Let’s meet somewhere and talk.

  It was likely Tristan who’d sent it, thinking she wouldn’t read or listen to any message he sent from his palm.

  I can’t leave the great house right now, she wrote back.

  Why?

  Lila drummed her fingers upon her desk, wondering if she should tell him the truth. A small part of her wondered if Tristan would even care.

  That part won.

  We’re on lockdown. Someone fired at me with a sniper rifle.

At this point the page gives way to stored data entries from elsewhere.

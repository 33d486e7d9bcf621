//! In-process memory transport: dial/accept over pipe pairs.

use std::collections::VecDeque;
use std::io;
use std::os::unix::io::RawFd;
use std::sync::{Condvar, Mutex};

use crate::conn::Connection;
use crate::error::TransportError;

struct MemState {
    queue: VecDeque<Connection>,
    closed: bool,
}

/// A name-tagged in-process listener.
///
/// [`dial`] creates two unidirectional pipes and hands the caller a client
/// connection `(to_client.read, to_server.write)` while the matching server
/// connection `(to_server.read, to_client.write)` queues for the next
/// [`accept`]. Dialers and acceptors pair FIFO under the monitor; `close`
/// drains the queue and broadcasts to all waiters.
///
/// [`dial`]: MemListener::dial
/// [`accept`]: MemListener::accept
pub struct MemListener {
    name: String,
    state: Mutex<MemState>,
    available: Condvar,
}

impl MemListener {
    /// A fresh listener tagged `name` (may be empty).
    pub fn new(name: impl Into<String>) -> Self {
        MemListener {
            name: name.into(),
            state: Mutex::new(MemState {
                queue: VecDeque::new(),
                closed: false,
            }),
            available: Condvar::new(),
        }
    }

    /// Canonical URI of the endpoint.
    pub fn bound_uri(&self) -> String {
        format!("mem://{}", self.name)
    }

    /// Connect in-process: returns the client side and queues the server
    /// side for the next `accept`.
    pub fn dial(&self) -> Result<Connection, TransportError> {
        let mut state = self.state.lock().expect("mem listener lock poisoned");
        if state.closed {
            return Err(TransportError::ListenerClosed(self.bound_uri()));
        }

        let (srv_read, cli_write) = pipe_pair()?;
        let (cli_read, srv_write) = match pipe_pair() {
            Ok(fds) => fds,
            Err(e) => {
                unsafe {
                    libc::close(srv_read);
                    libc::close(cli_write);
                }
                return Err(e);
            }
        };

        state
            .queue
            .push_back(Connection::owned(srv_read, srv_write));
        self.available.notify_one();
        Ok(Connection::owned(cli_read, cli_write))
    }

    /// Block until a dialer arrives or the listener closes.
    pub fn accept(&self) -> Result<Connection, TransportError> {
        let mut state = self.state.lock().expect("mem listener lock poisoned");
        loop {
            if let Some(conn) = state.queue.pop_front() {
                return Ok(conn);
            }
            if state.closed {
                return Err(TransportError::ListenerClosed(self.bound_uri()));
            }
            state = self
                .available
                .wait(state)
                .expect("mem listener lock poisoned");
        }
    }

    /// Close the listener: drop queued server connections and wake all
    /// waiters. Idempotent.
    pub fn close(&self) {
        let mut state = self.state.lock().expect("mem listener lock poisoned");
        if state.closed {
            return;
        }
        state.closed = true;
        for conn in state.queue.drain(..) {
            conn.close();
        }
        self.available.notify_all();
    }
}

impl Drop for MemListener {
    fn drop(&mut self) {
        self.close();
    }
}

// Returns (read end, write end).
fn pipe_pair() -> Result<(RawFd, RawFd), TransportError> {
    let mut fds = [0 as libc::c_int; 2];
    if unsafe { libc::pipe(fds.as_mut_ptr()) } != 0 {
        return Err(TransportError::Io(format!(
            "pipe: {}",
            io::Error::last_os_error()
        )));
    }
    Ok((fds[0], fds[1]))
}
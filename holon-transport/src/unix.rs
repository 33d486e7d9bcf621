//! Unix domain socket runtime listener.

use std::io;
use std::os::unix::io::IntoRawFd;
use std::path::PathBuf;
use std::sync::atomic::{AtomicBool, Ordering};

use socket2::{Domain, SockAddr, Socket, Type};

use crate::conn::Connection;
use crate::error::TransportError;

const BACKLOG: i32 = 16;

/// A bound `AF_UNIX` stream listener.
///
/// The socket path is unlinked before binding, so a stale inode left by a
/// crashed process does not block rebinding, and unlinked again on close.
/// Paths longer than the platform's `sun_path` limit fail with
/// [`TransportError::ListenFailed`].
pub struct UnixListener {
    socket: Socket,
    path: PathBuf,
    closed: AtomicBool,
}

impl UnixListener {
    /// Bind and listen on `path`.
    pub fn bind(path: &str) -> Result<Self, TransportError> {
        let sockaddr = SockAddr::unix(path)
            .map_err(|e| TransportError::ListenFailed(format!("{path}: {e}")))?;

        match std::fs::remove_file(path) {
            Ok(()) => tracing::debug!("removed stale socket at {path}"),
            Err(e) if e.kind() == io::ErrorKind::NotFound => {}
            Err(e) => tracing::debug!("unlinking {path}: {e}"),
        }

        let socket = Socket::new(Domain::UNIX, Type::STREAM, None)
            .map_err(|e| TransportError::ListenFailed(e.to_string()))?;
        socket
            .bind(&sockaddr)
            .map_err(|e| TransportError::ListenFailed(format!("binding {path}: {e}")))?;
        socket
            .listen(BACKLOG)
            .map_err(|e| TransportError::ListenFailed(format!("listening on {path}: {e}")))?;

        tracing::debug!("unix listener bound at {path}");
        Ok(UnixListener {
            socket,
            path: PathBuf::from(path),
            closed: AtomicBool::new(false),
        })
    }

    /// Canonical URI of the bound endpoint.
    pub fn bound_uri(&self) -> String {
        format!("unix://{}", self.path.display())
    }

    /// Block until a peer connects. The accepted fd backs both ends.
    pub fn accept(&self) -> Result<Connection, TransportError> {
        loop {
            match self.socket.accept() {
                Ok((stream, _peer)) => {
                    let fd = stream.into_raw_fd();
                    return Ok(Connection::owned(fd, fd));
                }
                Err(e) if e.kind() == io::ErrorKind::Interrupted => continue,
                Err(e) => {
                    if self.closed.load(Ordering::SeqCst) {
                        return Err(TransportError::ListenerClosed(self.bound_uri()));
                    }
                    return Err(TransportError::AcceptFailed(e.to_string()));
                }
            }
        }
    }

    /// Stop listening and unlink the socket path. Idempotent; wakes any
    /// thread blocked in `accept`.
    pub fn close(&self) {
        if self.closed.swap(true, Ordering::SeqCst) {
            return;
        }
        if let Err(e) = self.socket.shutdown(std::net::Shutdown::Both) {
            tracing::debug!("unix listener shutdown: {e}");
        }
        if let Err(e) = std::fs::remove_file(&self.path) {
            if e.kind() != io::ErrorKind::NotFound {
                tracing::debug!("unlinking {}: {e}", self.path.display());
            }
        }
    }
}

impl Drop for UnixListener {
    fn drop(&mut self) {
        self.close();
    }
}
//! End-to-end client tests against an in-process holon-rpc peer.
//!
//! The peer here is dev-only tooling: the SDK dials WebSockets but never
//! serves them, so the acceptor side lives in the test binary.

use std::sync::atomic::{AtomicBool, AtomicU64, Ordering};
use std::sync::Arc;
use std::time::Duration;

use futures::{SinkExt, StreamExt};
use serde_json::{json, Value};
use tokio::net::{TcpListener, TcpStream};
use tokio::task::JoinHandle;
use tokio_tungstenite::tungstenite::handshake::server::{
    Request as HsRequest, Response as HsResponse,
};
use tokio_tungstenite::tungstenite::http::HeaderValue;
use tokio_tungstenite::tungstenite::Message;
use tokio_tungstenite::WebSocketStream;

use holon_rpc::{RpcClient, RpcClientConfig, RpcError};

fn init_tracing() {
    let _ = tracing_subscriber::fmt()
        .with_max_level(tracing::Level::DEBUG)
        .try_init();
}

fn quick_config() -> RpcClientConfig {
    RpcClientConfig {
        heartbeat_interval: Duration::from_millis(200),
        heartbeat_timeout: Duration::from_millis(200),
        reconnect_min_delay: Duration::from_millis(100),
        reconnect_max_delay: Duration::from_secs(1),
        ..Default::default()
    }
}

struct Peer {
    url: String,
    heartbeats: Arc<AtomicU64>,
    drop_next: Arc<AtomicBool>,
    task: JoinHandle<()>,
}

async fn spawn_peer(negotiate: bool) -> Peer {
    let listener = TcpListener::bind("127.0.0.1:0").await.unwrap();
    let addr = listener.local_addr().unwrap();
    let heartbeats = Arc::new(AtomicU64::new(0));
    let drop_next = Arc::new(AtomicBool::new(false));
    let task = tokio::spawn(peer_loop(
        listener,
        negotiate,
        heartbeats.clone(),
        drop_next.clone(),
    ));
    Peer {
        url: format!("ws://{addr}"),
        heartbeats,
        drop_next,
        task,
    }
}

async fn peer_loop(
    listener: TcpListener,
    negotiate: bool,
    heartbeats: Arc<AtomicU64>,
    drop_next: Arc<AtomicBool>,
) {
    let mut server_seq = 0u64;
    loop {
        let Ok((stream, _)) = listener.accept().await else {
            return;
        };
        let callback = |_req: &HsRequest, mut resp: HsResponse| {
            if negotiate {
                resp.headers_mut().insert(
                    "Sec-WebSocket-Protocol",
                    HeaderValue::from_static("holon-rpc"),
                );
            }
            Ok(resp)
        };
        let Ok(mut ws) = tokio_tungstenite::accept_hdr_async(stream, callback).await else {
            continue;
        };
        serve_conn(&mut ws, &heartbeats, &drop_next, &mut server_seq).await;
    }
}

async fn serve_conn(
    ws: &mut WebSocketStream<TcpStream>,
    heartbeats: &AtomicU64,
    drop_next: &AtomicBool,
    server_seq: &mut u64,
) {
    while let Some(Ok(message)) = ws.next().await {
        let text = match message {
            Message::Text(text) => text,
            Message::Close(_) => return,
            _ => continue,
        };
        if drop_next.swap(false, Ordering::SeqCst) {
            let _ = ws.close(None).await;
            return;
        }
        let Ok(frame) = serde_json::from_str::<Value>(&text) else {
            continue;
        };
        let id = frame.get("id").cloned();
        let method = frame
            .get("method")
            .and_then(Value::as_str)
            .unwrap_or("")
            .to_owned();
        match method.as_str() {
            "rpc.heartbeat" => {
                heartbeats.fetch_add(1, Ordering::SeqCst);
                if let Some(id) = id {
                    reply(ws, json!({"jsonrpc":"2.0","id":id,"result":{}})).await;
                }
            }
            "echo.v1.Echo/Ping" => {
                let params = frame.get("params").cloned().unwrap_or_else(|| json!({}));
                if let Some(id) = id {
                    reply(ws, json!({"jsonrpc":"2.0","id":id,"result":params})).await;
                }
            }
            "echo.v1.Echo/HeartbeatCount" => {
                let count = heartbeats.load(Ordering::SeqCst);
                if let Some(id) = id {
                    reply(ws, json!({"jsonrpc":"2.0","id":id,"result":{"count":count}})).await;
                }
            }
            "echo.v1.Echo/CallClient" => {
                // Call back into the client and relay whatever it answers.
                *server_seq += 1;
                let call_id = format!("s{server_seq}");
                reply(
                    ws,
                    json!({
                        "jsonrpc": "2.0",
                        "id": call_id,
                        "method": "client.v1.Client/Hello",
                        "params": {}
                    }),
                )
                .await;
                let mut result = json!({});
                while let Some(Ok(message)) = ws.next().await {
                    let Message::Text(text) = message else { continue };
                    let Ok(v) = serde_json::from_str::<Value>(&text) else {
                        continue;
                    };
                    if v.get("id").and_then(Value::as_str) == Some(call_id.as_str()) {
                        result = v.get("result").cloned().unwrap_or_else(|| json!({}));
                        break;
                    }
                }
                if let Some(id) = id {
                    reply(ws, json!({"jsonrpc":"2.0","id":id,"result":result})).await;
                }
            }
            // Swallows the request; used to leave an invoke in flight.
            "test.v1.Test/Never" => {}
            _ => {
                if let Some(id) = id {
                    reply(
                        ws,
                        json!({
                            "jsonrpc": "2.0",
                            "id": id,
                            "error": {
                                "code": -32601,
                                "message": format!("method {method} not found")
                            }
                        }),
                    )
                    .await;
                }
            }
        }
    }
}

async fn reply(ws: &mut WebSocketStream<TcpStream>, value: Value) {
    let _ = ws.send(Message::Text(value.to_string())).await;
}

#[tokio::test]
async fn echo_and_server_call() {
    let peer = spawn_peer(true).await;
    let client = RpcClient::new(RpcClientConfig {
        heartbeat_interval: Duration::from_secs(30),
        ..Default::default()
    });
    client
        .register("client.v1.Client/Hello", |_params| async {
            Ok(json!({"message": "hello go"}))
        })
        .await;
    client.connect(&peer.url).await.unwrap();

    let pong = client
        .invoke("echo.v1.Echo/Ping", json!({"message": "hello"}))
        .await
        .unwrap();
    assert_eq!(pong, json!({"message": "hello"}));

    let relayed = client
        .invoke("echo.v1.Echo/CallClient", json!({}))
        .await
        .unwrap();
    assert_eq!(relayed, json!({"message": "hello go"}));

    client.close().await;
    peer.task.abort();
}

#[tokio::test]
async fn rpc_error_responses_pass_through() {
    let peer = spawn_peer(true).await;
    let client = RpcClient::new(RpcClientConfig {
        heartbeat_interval: Duration::from_secs(30),
        ..Default::default()
    });
    client.connect(&peer.url).await.unwrap();

    let err = client
        .invoke("ghost.v1.Ghost/Nothing", json!({}))
        .await
        .unwrap_err();
    match err {
        RpcError::Rpc { code, message, .. } => {
            assert_eq!(code, -32601);
            assert!(message.contains("ghost.v1.Ghost/Nothing"));
        }
        other => panic!("expected Rpc error, got {other:?}"),
    }

    client.close().await;
    peer.task.abort();
}

#[tokio::test]
async fn reconnects_after_carrier_drop() {
    init_tracing();
    let peer = spawn_peer(true).await;
    let client = RpcClient::new(quick_config());
    client.connect(&peer.url).await.unwrap();

    let first = client
        .invoke("echo.v1.Echo/Ping", json!({"message": "first"}))
        .await
        .unwrap();
    assert_eq!(first, json!({"message": "first"}));

    // Drop the carrier on the next inbound frame (the heartbeat probe).
    peer.drop_next.store(true, Ordering::SeqCst);
    tokio::time::sleep(Duration::from_millis(700)).await;

    // Reconnection is transparent: invokes succeed again within 5 s.
    let deadline = tokio::time::Instant::now() + Duration::from_secs(5);
    let mut second = None;
    while tokio::time::Instant::now() < deadline {
        match client
            .invoke("echo.v1.Echo/Ping", json!({"message": "second"}))
            .await
        {
            Ok(v) => {
                second = Some(v);
                break;
            }
            Err(_) => tokio::time::sleep(Duration::from_millis(100)).await,
        }
    }
    assert_eq!(second, Some(json!({"message": "second"})));

    // The heartbeat keeps running on the new carrier.
    let deadline = tokio::time::Instant::now() + Duration::from_secs(5);
    let mut count = 0;
    while tokio::time::Instant::now() < deadline {
        if let Ok(v) = client.invoke("echo.v1.Echo/HeartbeatCount", json!({})).await {
            count = v["count"].as_u64().unwrap_or(0);
            if count >= 1 {
                break;
            }
        }
        tokio::time::sleep(Duration::from_millis(100)).await;
    }
    assert!(count >= 1, "expected at least one heartbeat, saw {count}");

    client.close().await;
    peer.task.abort();
}

#[tokio::test]
async fn close_fails_inflight_invokes() {
    let peer = spawn_peer(true).await;
    let client = RpcClient::new(RpcClientConfig {
        heartbeat_interval: Duration::from_secs(30),
        ..Default::default()
    });
    client.connect(&peer.url).await.unwrap();

    let inflight = {
        let client = client.clone();
        tokio::spawn(async move { client.invoke("test.v1.Test/Never", json!({})).await })
    };
    tokio::time::sleep(Duration::from_millis(100)).await;

    client.close().await;
    let outcome = tokio::time::timeout(Duration::from_secs(1), inflight)
        .await
        .expect("close must complete in-flight invokes in bounded time")
        .unwrap();
    assert!(matches!(outcome, Err(RpcError::NotConnected)));

    // close() is terminal.
    assert!(matches!(
        client.invoke("echo.v1.Echo/Ping", json!({})).await,
        Err(RpcError::NotConnected)
    ));
    client.close().await;
    peer.task.abort();
}

#[tokio::test]
async fn refuses_unnegotiated_subprotocol() {
    let peer = spawn_peer(false).await;
    let client = RpcClient::default();
    let err = client.connect(&peer.url).await.unwrap_err();
    assert!(matches!(err, RpcError::Protocol(_)));
    peer.task.abort();
}

#[tokio::test]
async fn invoke_preconditions() {
    let client = RpcClient::default();
    assert!(matches!(
        client.invoke("echo.v1.Echo/Ping", json!({})).await,
        Err(RpcError::NotConnected)
    ));
    assert!(matches!(
        client.connect("not a url").await,
        Err(RpcError::InvalidUrl(_))
    ));

    let peer = spawn_peer(true).await;
    client.connect(&peer.url).await.unwrap();
    assert!(matches!(
        client.invoke("", json!({})).await,
        Err(RpcError::Protocol(_))
    ));
    client.close().await;
    peer.task.abort();
}

async fn accept_negotiated(listener: &TcpListener) -> WebSocketStream<TcpStream> {
    let (stream, _) = listener.accept().await.unwrap();
    let callback = |_req: &HsRequest, mut resp: HsResponse| {
        resp.headers_mut().insert(
            "Sec-WebSocket-Protocol",
            HeaderValue::from_static("holon-rpc"),
        );
        Ok(resp)
    };
    tokio_tungstenite::accept_hdr_async(stream, callback)
        .await
        .unwrap()
}

#[tokio::test]
async fn invoke_ids_are_strictly_increasing() {
    let listener = TcpListener::bind("127.0.0.1:0").await.unwrap();
    let addr = listener.local_addr().unwrap();

    let server = tokio::spawn(async move {
        let mut ws = accept_negotiated(&listener).await;
        let mut seen = Vec::new();
        while seen.len() < 2 {
            let Some(Ok(Message::Text(text))) = ws.next().await else {
                break;
            };
            let v: Value = serde_json::from_str(&text).unwrap();
            if v.get("method").and_then(Value::as_str) == Some("rpc.heartbeat") {
                continue;
            }
            let id = v["id"].as_str().unwrap().to_owned();
            reply(&mut ws, json!({"jsonrpc":"2.0","id":id,"result":{}})).await;
            seen.push(id);
        }
        seen
    });

    let client = RpcClient::new(RpcClientConfig {
        heartbeat_interval: Duration::from_secs(30),
        ..Default::default()
    });
    client.connect(&format!("ws://{addr}")).await.unwrap();
    client.invoke("a.v1.A/One", json!({})).await.unwrap();
    client.invoke("a.v1.A/Two", json!({})).await.unwrap();
    client.close().await;

    assert_eq!(server.await.unwrap(), vec!["c1".to_owned(), "c2".to_owned()]);
}

#[tokio::test]
async fn request_path_boundary_behaviour() {
    let listener = TcpListener::bind("127.0.0.1:0").await.unwrap();
    let addr = listener.local_addr().unwrap();

    let client = RpcClient::new(RpcClientConfig {
        heartbeat_interval: Duration::from_secs(60),
        ..Default::default()
    });
    client
        .register("known.v1.Known/Hi", |_params| async { Ok(json!({"hi": true})) })
        .await;

    let server = tokio::spawn(async move {
        let mut ws = accept_negotiated(&listener).await;
        let frames = [
            // bad version, with id: owed a -32600
            json!({"jsonrpc":"1.0","id":"s1","method":"known.v1.Known/Hi"}),
            // notification: never answered, even though the version is bad
            json!({"method":"known.v1.Known/Hi"}),
            // server id must start with 's'
            json!({"jsonrpc":"2.0","id":"q7","method":"known.v1.Known/Hi"}),
            // unknown method
            json!({"jsonrpc":"2.0","id":"s2","method":"ghost.v1.Ghost/None"}),
            // heartbeat answered with an empty result
            json!({"jsonrpc":"2.0","id":"s3","method":"rpc.heartbeat"}),
            // the happy path
            json!({"jsonrpc":"2.0","id":"s4","method":"known.v1.Known/Hi"}),
        ];
        for frame in &frames {
            ws.send(Message::Text(frame.to_string())).await.unwrap();
        }
        let mut replies = Vec::new();
        while replies.len() < 5 {
            match tokio::time::timeout(Duration::from_secs(5), ws.next()).await {
                Ok(Some(Ok(Message::Text(text)))) => {
                    replies.push(serde_json::from_str::<Value>(&text).unwrap())
                }
                Ok(Some(Ok(_))) => continue,
                _ => break,
            }
        }
        let quiet = tokio::time::timeout(Duration::from_millis(200), ws.next())
            .await
            .is_err();
        (replies, quiet)
    });

    client.connect(&format!("ws://{addr}")).await.unwrap();
    let (replies, quiet) = server.await.unwrap();
    client.close().await;

    assert_eq!(replies.len(), 5, "got {replies:?}");
    assert_eq!(replies[0]["id"], json!("s1"));
    assert_eq!(replies[0]["error"]["code"], json!(-32600));
    assert_eq!(replies[1]["id"], json!("q7"));
    assert_eq!(replies[1]["error"]["code"], json!(-32600));
    assert_eq!(replies[2]["id"], json!("s2"));
    assert_eq!(replies[2]["error"]["code"], json!(-32601));
    assert!(replies[2]["error"]["message"]
        .as_str()
        .unwrap()
        .contains("ghost.v1.Ghost/None"));
    assert_eq!(replies[3]["id"], json!("s3"));
    assert_eq!(replies[3]["result"], json!({}));
    assert_eq!(replies[4]["id"], json!("s4"));
    assert_eq!(replies[4]["result"], json!({"hi": true}));
    assert!(quiet, "the notification must never be answered");
}
// Incoming request path, one spawned task per request. Replies are owed
// only when the request has an id; notifications never produce a response,
// even on error.
async fn handle_request(
    inner: Arc<Mutex<Inner>>,
    sender: mpsc::UnboundedSender<Message>,
    request: InboundRequest,
) {
    let InboundRequest {
        jsonrpc_ok,
        method,
        params,
        id,
    } = request;

    if !jsonrpc_ok {
        if let Some(id) = id {
            send_reply(
                &sender,
                jrpc::error_reply(&id, code::INVALID_REQUEST, "invalid request", None),
            );
        }
        return;
    }

    if method == HEARTBEAT_METHOD {
        if let Some(id) = id {
            send_reply(&sender, jrpc::result_reply(&id, json!({})));
        }
        return;
    }

    // Server-originated request ids begin with `s`.
    if let Some(id) = &id {
        let well_formed = id.as_str().map(|s| s.starts_with('s')).unwrap_or(false);
        if !well_formed {
            send_reply(
                &sender,
                jrpc::error_reply(id, code::INVALID_REQUEST, "invalid request", None),
            );
            return;
        }
    }

    let handler = inner.lock().await.handlers.get(&method).cloned();
    let Some(handler) = handler else {
        if let Some(id) = id {
            send_reply(
                &sender,
                jrpc::error_reply(
                    &id,
                    code::METHOD_NOT_FOUND,
                    format!("method {method} not found"),
                    None,
                ),
            );
        }
        return;
    };

    // The lock is released while the handler runs: handlers may invoke.
    let params = params.unwrap_or_else(|| Value::Object(Map::new()));
    let outcome = handler(params).await;

    let Some(id) = id else { return };
    let reply = match outcome {
        Ok(result) => jrpc::result_reply(&id, result),
        Err(RpcError::Rpc {
            code,
            message,
            data,
        }) => jrpc::error_reply(&id, code, message, data),
        Err(other) => jrpc::error_reply(&id, code::HANDLER_ERROR, other.to_string(), None),
    };
    send_reply(&sender, reply);
}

  She settled her palm on her desk. It stared back at her, unmoved.

  It was official, then. Tristan didn’t care, not even enough to ask if she was all right.

  Instead of dwelling, she turned back to her desktop and pulled up her data. She wanted to find the Baron’s identity before she left for the ball. She needed to have the situation well in hand before her mother announced her new position.

  She’d only made a few hours’ progress before a knock sounded upon the door. “Come in,” she said, expecting to see Alex.

  Instead, she saw Tristan. He slipped inside her bedroom, his face pale. “What do you mean someone fired at you?” he hissed.

  “My would-be assassin fired a few bullets at my head, but they hit the security office.” She noted his long brown coat. “How in the world did you get in here?”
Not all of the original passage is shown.